К весне омертвевший слой увеличился ещё на год, достиг трети толщины ствола. Полтора десятка человеческих лет, пятнадцать годовых колец, почти треть жизни.
Много.
Айлант высочайший этого почти не заметил.[1] Ничего странного, в конце концов, это была обычная древесина: целлюлоза, лигнин, пектины.… Или почти обычная?
Может быть. Во всяком случае, какая-то память там всё-таки была. Айлант смутно помнил и недавнее наводнение, и дикую засуху, и постоянный, надоедливый шум строек. Но больше помнилось другое. Свист раскалённого железа, легко, как ножом, срезающего ветки. Дым пожаров, закрывающих благодатное солнце. Рушащиеся дома, встающая дыбом земля, и поднимающиеся к небу вопли ужаса, отчаяния и мольбы. Вверх, к высокому равнодушному небу, на котором не осталось ничего, кроме железных птиц.
Впрочем, скорее всего, это и были не воспоминания, а так – память о воспоминаниях. Зыбкие впечатления. Мираж.
Всё изменилось, когда омертвение двинулось глубже.
Вроде бы, древесина здесь была точно такой же – целлюлоза, лигнин, пектины – но это только на первый взгляд. Отличие было, и отличие колоссальное. Правда, увидеть это не помог бы самый мощный микроскоп, самый совершенный химический анализ. Не изобрело ещё человечество таких анализов.
В одно мгновение изменилось всё. Призрачные, еле ощутимые миражи начали уплотняться, прорастать, казалось бы, давно потерянными ощущениями. Ощущения стремительно привязывались к отдельным событиям, наполняли их жизнью.
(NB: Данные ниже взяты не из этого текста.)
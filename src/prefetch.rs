//! Captures the contract reads the indexer makes for a block, inside the wasm runtime where
//! `eth_call` is served. The sink replays them with [`crate::calls::RecordedCalls`].

use anyhow::Result;

use crate::{
    calls::{EthCall, RecordingEthCall},
    consts::{ExtensionIds, ExtensionKind},
    contracts::AbiContractReader,
    data_sources::Template,
    events::to_bytes32,
    identifiers::{dao_id, proposal_id, to_hex},
    indexer::Indexer,
    params::Config,
    pb::tribute::v1::{dao_event::Kind, ContractRead, DaoEvent, EventMeta, Events, Proposal},
    store::{EntityStoreExt, MemoryStore},
};

/// State kept by the substreams stores between blocks.
///
/// Only the state that decides which calls the handlers make is tracked. Registrations are a
/// superset of what the indexer watches, which costs extra calls but never misses one.
pub trait IndexState {
    fn may_watch(&self, template: Template, address: &[u8]) -> bool;

    /// Voting adapter the proposal was last sponsored with.
    fn voting_adapter(&self, proposal_id: &str) -> Option<Vec<u8>>;
}

pub fn data_source_key(template: Template, address: &[u8]) -> String {
    format!("{}:{}", template.name(), to_hex(address))
}

fn with_meta(event: &DaoEvent) -> Option<(&EventMeta, &Kind)> {
    Some((event.meta.as_ref()?, event.kind.as_ref()?))
}

/// `(ordinal, key, registering address)` for every registration the block may make.
pub fn data_source_registrations(
    extensions: &ExtensionIds,
    events: &Events,
) -> Vec<(u64, String, String)> {
    events
        .events
        .iter()
        .filter_map(with_meta)
        .filter_map(|(meta, kind)| {
            let key = match kind {
                Kind::DaoCreated(created) => {
                    data_source_key(Template::DaoRegistry, &created.dao_address)
                }
                Kind::ExtensionAdded(added)
                    if extensions.kind_of(&added.extension_id) == Some(ExtensionKind::Bank) =>
                {
                    data_source_key(Template::BankExtension, &added.extension_address)
                }
                _ => return None,
            };
            Some((meta.ordinal, key, to_hex(&meta.address)))
        })
        .collect()
}

/// `(ordinal, proposal id, voting adapter)` for every sponsorship in the block.
pub fn sponsorships(events: &Events) -> Vec<(u64, String, String)> {
    events
        .events
        .iter()
        .filter_map(with_meta)
        .filter_map(|(meta, kind)| match kind {
            Kind::SponsoredProposal(sponsored) => {
                let raw_id = to_bytes32(&sponsored.proposal_id).ok()?;
                Some((
                    meta.ordinal,
                    proposal_id(&meta.address, &raw_id),
                    to_hex(&sponsored.voting_adapter),
                ))
            }
            _ => None,
        })
        .collect()
}

/// Runs the block through a scratch indexer seeded from `state` and returns every call it made.
pub fn record_reads<C: EthCall>(
    config: &Config,
    events: &Events,
    state: &impl IndexState,
    calls: &C,
) -> Result<Vec<ContractRead>> {
    let mut store = MemoryStore::new();
    for (meta, kind) in events.events.iter().filter_map(with_meta) {
        let Kind::ProcessedProposal(processed) = kind else {
            continue;
        };
        let Ok(raw_id) = to_bytes32(&processed.proposal_id) else {
            continue;
        };
        let id = proposal_id(&meta.address, &raw_id);
        if let Some(voting_adapter) = state.voting_adapter(&id) {
            store.save(&Proposal {
                id,
                tribute_dao: dao_id(&meta.address),
                proposal_id: raw_id.to_vec(),
                voting_adapter,
                ..Default::default()
            });
        }
    }

    let mut indexer = Indexer::new(config.clone(), store)?;
    for meta in events.events.iter().filter_map(|event| event.meta.as_ref()) {
        for template in [Template::DaoRegistry, Template::BankExtension] {
            if state.may_watch(template, &meta.address) {
                indexer.watch(template, &meta.address);
            }
        }
    }

    let reader = AbiContractReader::new(RecordingEthCall::new(calls));
    indexer.process_events(events, &reader)?;
    Ok(reader.into_inner().into_reads())
}
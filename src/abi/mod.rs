#![allow(clippy::all)]

pub mod bank_extension;
pub mod coupon_onboarding;
pub mod dao_factory;
pub mod dao_registry;
pub mod erc20_extension;
pub mod i_voting;
pub mod offchain_voting_contract;
pub mod offchain_voting_contract_v1;
pub mod voting_contract;
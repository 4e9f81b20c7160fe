use std::{cell::RefCell, collections::BTreeMap};

use substreams::log;
use substreams_ethereum::pb::eth::rpc::{RpcCall, RpcCalls};

use crate::{identifiers::to_hex, pb::tribute::v1::ContractRead};

type CallKey = (Vec<u8>, Vec<u8>);

/// Raw `eth_call` transport. Returns the call's return data, `None` when it reverted.
pub trait EthCall {
    fn eth_call(&self, to: &[u8], data: Vec<u8>) -> Option<Vec<u8>>;
}

/// Live substreams `eth_call`, only available inside the wasm runtime.
#[derive(Debug, Default, Clone, Copy)]
pub struct RpcEthCall;

impl EthCall for RpcEthCall {
    fn eth_call(&self, to: &[u8], data: Vec<u8>) -> Option<Vec<u8>> {
        let calls = RpcCalls { calls: vec![RpcCall { to_addr: to.to_vec(), data }] };
        let response = substreams_ethereum::rpc::eth_call(&calls)
            .responses
            .into_iter()
            .next()?;
        if response.failed {
            None
        } else {
            Some(response.raw)
        }
    }
}

/// Forwards calls to `inner` and keeps every distinct call with its outcome. A repeated call is
/// answered from the recording.
pub struct RecordingEthCall<'a, C: EthCall> {
    inner: &'a C,
    recorded: RefCell<BTreeMap<CallKey, Option<Vec<u8>>>>,
}

impl<'a, C: EthCall> RecordingEthCall<'a, C> {
    pub fn new(inner: &'a C) -> Self {
        Self { inner, recorded: RefCell::new(BTreeMap::new()) }
    }

    pub fn into_reads(self) -> Vec<ContractRead> {
        self.recorded
            .into_inner()
            .into_iter()
            .map(|((to, data), output)| ContractRead {
                to,
                data,
                failed: output.is_none(),
                output: output.unwrap_or_default(),
            })
            .collect()
    }
}

impl<C: EthCall> EthCall for RecordingEthCall<'_, C> {
    fn eth_call(&self, to: &[u8], data: Vec<u8>) -> Option<Vec<u8>> {
        let key = (to.to_vec(), data);
        if let Some(output) = self.recorded.borrow().get(&key) {
            return output.clone();
        }
        let output = self.inner.eth_call(to, key.1.clone());
        self.recorded
            .borrow_mut()
            .insert(key, output.clone());
        output
    }
}

/// Answers calls from the reads recorded for a block.
#[derive(Debug, Default)]
pub struct RecordedCalls {
    reads: BTreeMap<CallKey, Option<Vec<u8>>>,
}

impl RecordedCalls {
    pub fn new(reads: &[ContractRead]) -> Self {
        Self {
            reads: reads
                .iter()
                .map(|read| {
                    let output = (!read.failed).then(|| read.output.clone());
                    ((read.to.clone(), read.data.clone()), output)
                })
                .collect(),
        }
    }
}

impl EthCall for RecordedCalls {
    fn eth_call(&self, to: &[u8], data: Vec<u8>) -> Option<Vec<u8>> {
        match self.reads.get(&(to.to_vec(), data)) {
            Some(output) => output.clone(),
            None => {
                log::info!("No recorded eth_call to {}, treating it as reverted", to_hex(to));
                None
            }
        }
    }
}
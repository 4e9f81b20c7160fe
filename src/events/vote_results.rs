use anyhow::Result;
use substreams::log;

use crate::{
    contracts::{VotingAdapterKind, VotingResult},
    events::HandlerContext,
    identifiers::{to_hex, vote_id},
    pb::tribute::v1::{Proposal, Vote},
};

/// Copies a voting result positionally into the proposal's denormalized vote fields.
fn apply_voting_result(proposal: &mut Proposal, result: &VotingResult) {
    match result {
        VotingResult::OnChain { nb_yes, nb_no, starting_time, block_number } => {
            proposal.nb_yes = nb_yes.to_string();
            proposal.nb_no = nb_no.to_string();
            proposal.starting_time = starting_time.to_string();
            proposal.block_number = block_number.to_string();
        }
        VotingResult::Offchain {
            snapshot,
            reporter,
            result_root,
            nb_yes,
            nb_no,
            starting_time,
            grace_period_starting_time,
            is_challenged,
            step_requested,
            force_failed,
            fallback_votes_count,
        } => {
            proposal.snapshot = snapshot.to_string();
            proposal.reporter = reporter.clone();
            proposal.result_root = result_root.to_vec();
            proposal.nb_yes = nb_yes.to_string();
            proposal.nb_no = nb_no.to_string();
            proposal.starting_time = starting_time.to_string();
            proposal.grace_period_starting_time = grace_period_starting_time.to_string();
            proposal.is_challenged = *is_challenged;
            if let Some(step) = step_requested {
                proposal.step_requested = step.to_string();
            }
            proposal.force_failed = *force_failed;
            proposal.fallback_votes_count = fallback_votes_count.to_string();
        }
    }
}

/// Asks the proposal's voting adapter what it is, reads its result for the proposal and
/// back-fills the vote fields of `proposal`. Saves the resulting `Vote`; the caller owns
/// persisting the proposal.
///
/// Proposals without a voting adapter, and adapters whose name cannot be read or is not a known
/// voting implementation, are left untouched and produce no vote.
pub fn resolve_vote_results(
    ctx: &mut HandlerContext,
    proposal_id: &[u8; 32],
    proposal: &mut Proposal,
) -> Result<()> {
    if proposal.voting_adapter.is_empty() {
        log::debug!("Proposal {} has no voting adapter", proposal.id);
        return Ok(());
    }
    let dao = ctx.address().to_vec();
    let adapter = proposal.voting_adapter.clone();

    let Some(adapter_name) = ctx.reader.adapter_name(&adapter) else {
        log::info!(
            "getAdapterName reverted on {}, block {}",
            to_hex(&adapter),
            ctx.block_number()
        );
        return Ok(());
    };
    let current_layout = ctx
        .config
        .uses_current_offchain_layout(&adapter);
    let Some(kind) = VotingAdapterKind::from_adapter_name(&adapter_name, current_layout) else {
        log::debug!("Unknown voting adapter {} at {}", adapter_name, to_hex(&adapter));
        return Ok(());
    };
    log::debug!("Resolving votes of {} with {:?}", proposal.id, kind);

    let id = vote_id(&dao, proposal_id);
    let mut vote = Vote {
        id: id.clone(),
        adapter_name,
        adapter_address: adapter.clone(),
        nb_yes: "0".to_string(),
        nb_no: "0".to_string(),
        proposal: proposal.id.clone(),
    };

    match ctx
        .reader
        .votes(kind, &adapter, &dao, proposal_id)
    {
        Some(result) => {
            let (nb_yes, nb_no) = result.tally();
            vote.nb_yes = nb_yes.to_string();
            vote.nb_no = nb_no.to_string();

            apply_voting_result(proposal, &result);
            proposal.voting_result = id;

            match ctx
                .reader
                .vote_state(kind, &adapter, &dao, proposal_id)
            {
                Some(state) => proposal.voting_state = state.to_string(),
                None => log::info!(
                    "{} voteResult reverted, {}",
                    vote.adapter_name,
                    ctx.block_number()
                ),
            }
        }
        None => log::info!("{} try_votes reverted, {}", vote.adapter_name, ctx.block_number()),
    }

    ctx.save(&vote);
    Ok(())
}
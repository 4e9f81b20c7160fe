use anyhow::Result;
use substreams::{log, scalar::BigInt};

use crate::{
    events::{members::upsert_member_units, EventHandler, HandlerContext},
    identifiers::{bank_id, dao_id, to_hex, token_holder_id, token_id},
    pb::tribute::v1::{Bank, NewBalance, Token, TokenHolder, Withdraw},
};

impl EventHandler for NewBalance {
    fn handle(&self, ctx: &mut HandlerContext) -> Result<()> {
        log::info!(
            "NewBalance bank {} member {} tokenAddr {} amount {}",
            to_hex(ctx.address()),
            to_hex(&self.member),
            to_hex(&self.token_addr),
            self.amount
        );
        reconcile_balances(ctx, &self.member, &self.token_addr)
    }
}

impl EventHandler for Withdraw {
    fn handle(&self, ctx: &mut HandlerContext) -> Result<()> {
        log::info!(
            "Withdraw bank {} account {} tokenAddr {} amount {}",
            to_hex(ctx.address()),
            to_hex(&self.account),
            to_hex(&self.token_addr),
            self.amount
        );
        reconcile_balances(ctx, &self.account, &self.token_addr)
    }
}

/// Re-reads the balances touched by a bank event emitted by the bank extension in `ctx`.
fn reconcile_balances(ctx: &mut HandlerContext, member: &[u8], token: &[u8]) -> Result<()> {
    let bank = ctx.address().to_vec();
    let config = ctx.config;
    let reader = ctx.reader;

    let Some(dao) = reader.bank_dao(&bank) else {
        log::info!("dao() reverted on bank {}, {}", to_hex(&bank), ctx.block_number());
        return Ok(());
    };

    if config.reserved.is_reserved(member) || config.reserved.is_reserved(token) {
        log::debug!(
            "Skipping member bookkeeping for reserved {} / {}",
            to_hex(member),
            to_hex(token)
        );
    } else {
        let units = reader.bank_balance(&bank, member, &config.reserved.units);
        if units.is_none() {
            log::info!("balanceOf({}, UNITS) reverted, {}", to_hex(member), ctx.block_number());
        }
        upsert_member_units(ctx, &dao, member, units.as_ref())?;
        sync_erc20_holder(ctx, &dao, member, units.as_ref())?;
    }

    update_bank_totals(ctx, &dao, &bank)
}

/// Upserts the bank aggregates: units outstanding, and units issued outside the guild bank.
fn update_bank_totals(ctx: &mut HandlerContext, dao: &[u8], bank: &[u8]) -> Result<()> {
    let config = ctx.config;
    let reserved = &config.reserved;
    let total = ctx
        .reader
        .bank_balance(bank, &reserved.total, &reserved.units);
    let guild = ctx
        .reader
        .bank_balance(bank, &reserved.guild, &reserved.units);
    let (Some(total_units), Some(guild_units)) = (total, guild) else {
        log::info!("Bank totals of {} reverted, {}", to_hex(bank), ctx.block_number());
        return Ok(());
    };
    let total_units_issued = total_units.clone() - guild_units;

    let id = bank_id(dao, bank);
    let mut entity = ctx
        .load::<Bank>(&id)?
        .unwrap_or_else(|| Bank {
            id,
            tribute_dao: dao_id(dao),
            bank_address: bank.to_vec(),
            ..Default::default()
        });
    entity.total_units = total_units.to_string();
    entity.total_units_issued = total_units_issued.to_string();

    ctx.save(&entity);
    Ok(())
}

/// Mirrors `member`'s holding of the DAO's ERC20 extension token, if the DAO has one.
///
/// `units` is the member's internal units balance when the caller already read it.
pub fn sync_erc20_holder(
    ctx: &mut HandlerContext,
    dao: &[u8],
    member: &[u8],
    units: Option<&BigInt>,
) -> Result<()> {
    let reader = ctx.reader;
    let token = match reader.extension_address(dao, &ctx.config.extensions.erc20) {
        Some(token) if token.iter().any(|byte| *byte != 0) => token,
        _ => {
            log::info!("No ERC20 extension on {}, {}", to_hex(dao), ctx.block_number());
            return Ok(());
        }
    };

    let id = token_id(dao, &token);
    let mut entity = ctx
        .load::<Token>(&id)?
        .unwrap_or_else(|| Token {
            id: id.clone(),
            tribute_dao: dao_id(dao),
            token_address: token.clone(),
            ..Default::default()
        });
    if let Some(name) = reader.erc20_name(&token) {
        entity.name = name;
    }
    if let Some(symbol) = reader.erc20_symbol(&token) {
        entity.symbol = symbol;
    }
    match reader.erc20_total_supply(&token) {
        Some(total_supply) => entity.total_supply = total_supply.to_string(),
        None => log::info!("totalSupply reverted on {}, {}", to_hex(&token), ctx.block_number()),
    }
    ctx.save(&entity);

    let holder_id = token_holder_id(dao, &token, member);
    let mut holder = ctx
        .load::<TokenHolder>(&holder_id)?
        .unwrap_or_else(|| TokenHolder {
            id: holder_id,
            tribute_dao: dao_id(dao),
            member_address: member.to_vec(),
            token: id,
            balance: "0".to_string(),
            created_at: ctx.timestamp(),
            ..Default::default()
        });
    match reader.erc20_balance(&token, member) {
        Some(balance) => holder.balance = balance.to_string(),
        None => log::info!("balanceOf({}) reverted on {}", to_hex(member), to_hex(&token)),
    }
    if let Some(units) = units {
        holder.total_units = units.to_string();
    }
    ctx.save(&holder);
    Ok(())
}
Воспоминания выстраивались в чёткую лестницу и превращались в память.
Айлант инстинктивно двинулся по ещё живым годовым кольцам вглубь памяти. Туда – к самому началу.
Четыре годовых кольца от омертвевшего слоя. Девятнадцать зим назад. Десятки тысяч людей на площади. Заходятся в хрипе ораторы, толпа восторженно ревёт, воздух разрывается автоматными очередями.
Дальше!
Пятнадцать годовых колец, тридцать вёсен назад. Сверкают разноцветные огни, гремит музыка, ночное небо расцвечивает праздничный салют. Два человека не видят и не слышат ничего. Сколько всего нужно сказать! И нет слов.
Нет, не то. Дальше!
Тридцать годовых колец. Тихо поёт обмелевшая, не очень чистая река. На густо заросшем зеленью берегу трое мальчишек. Испачканные тутовником рубашки, короткие шорты, кеды, одинаково короткие стрижки. А рядом невысокое, не более двух метров, деревце.
Стоп! Вот оно!
– Нет, без крови будет не по-настоящему. Ты что, боишься?
– Да нет, Вить, – попытался объяснить Пашка. – Просто…просто это же суеверия одни. Мы ж и так друзья.
– Ничего не суеверия! – обиделся Витька. – Опять ты, Пашка, больше всех знаешь! Валёк, скажи ему!
Валька ещё раз плюнул на лезвие ножа, вытер его о свои далеко не чистые шорты, внимательно оглядел, остался недоволен и плюнул снова.
– А чего? Все знают, что без крови клятва ненастоящая. Это он боится. Мохаешь, Тапик?
– Да не боюсь я…
– Боишься, боишься! Трус!
– Трус?! А ну дай сюда!
Пашка Тапаров, по кличке Тапик, вскочил на ноги, вырвал у Вальки нож и полоснул себя по руке. Лезвие легко раскроило загорелую дочерна кожу, рука тут же стала красной. Пашка поморщился, попытался зажать рану рукой – кровь просачивалась через пальцы, капала вниз. На песок, на выгоревшую траву.
– Псих! – глаза у Витьки, казалось, вылезли из орбит. – Ты что сделал, Тапа?!
– Нормально! – сквозь зубы прошипел Пашка. – Давай быстрее!
Валька поднял упавший нож, провёл по руке, передал Витьке. Тот с сомнением оглядел испачканное кровью и землёй лезвие и начал вытирать его сорванным листом.
– Да быстрей ты! – толкнул его Валька.
Витька вздохнул, приложил нож к руке, надавил. Лезвие только немного продавило кожу. Он бросил взгляд на Пашкину руку, отвёл глаза и надавил сильнее. Выступила кровь.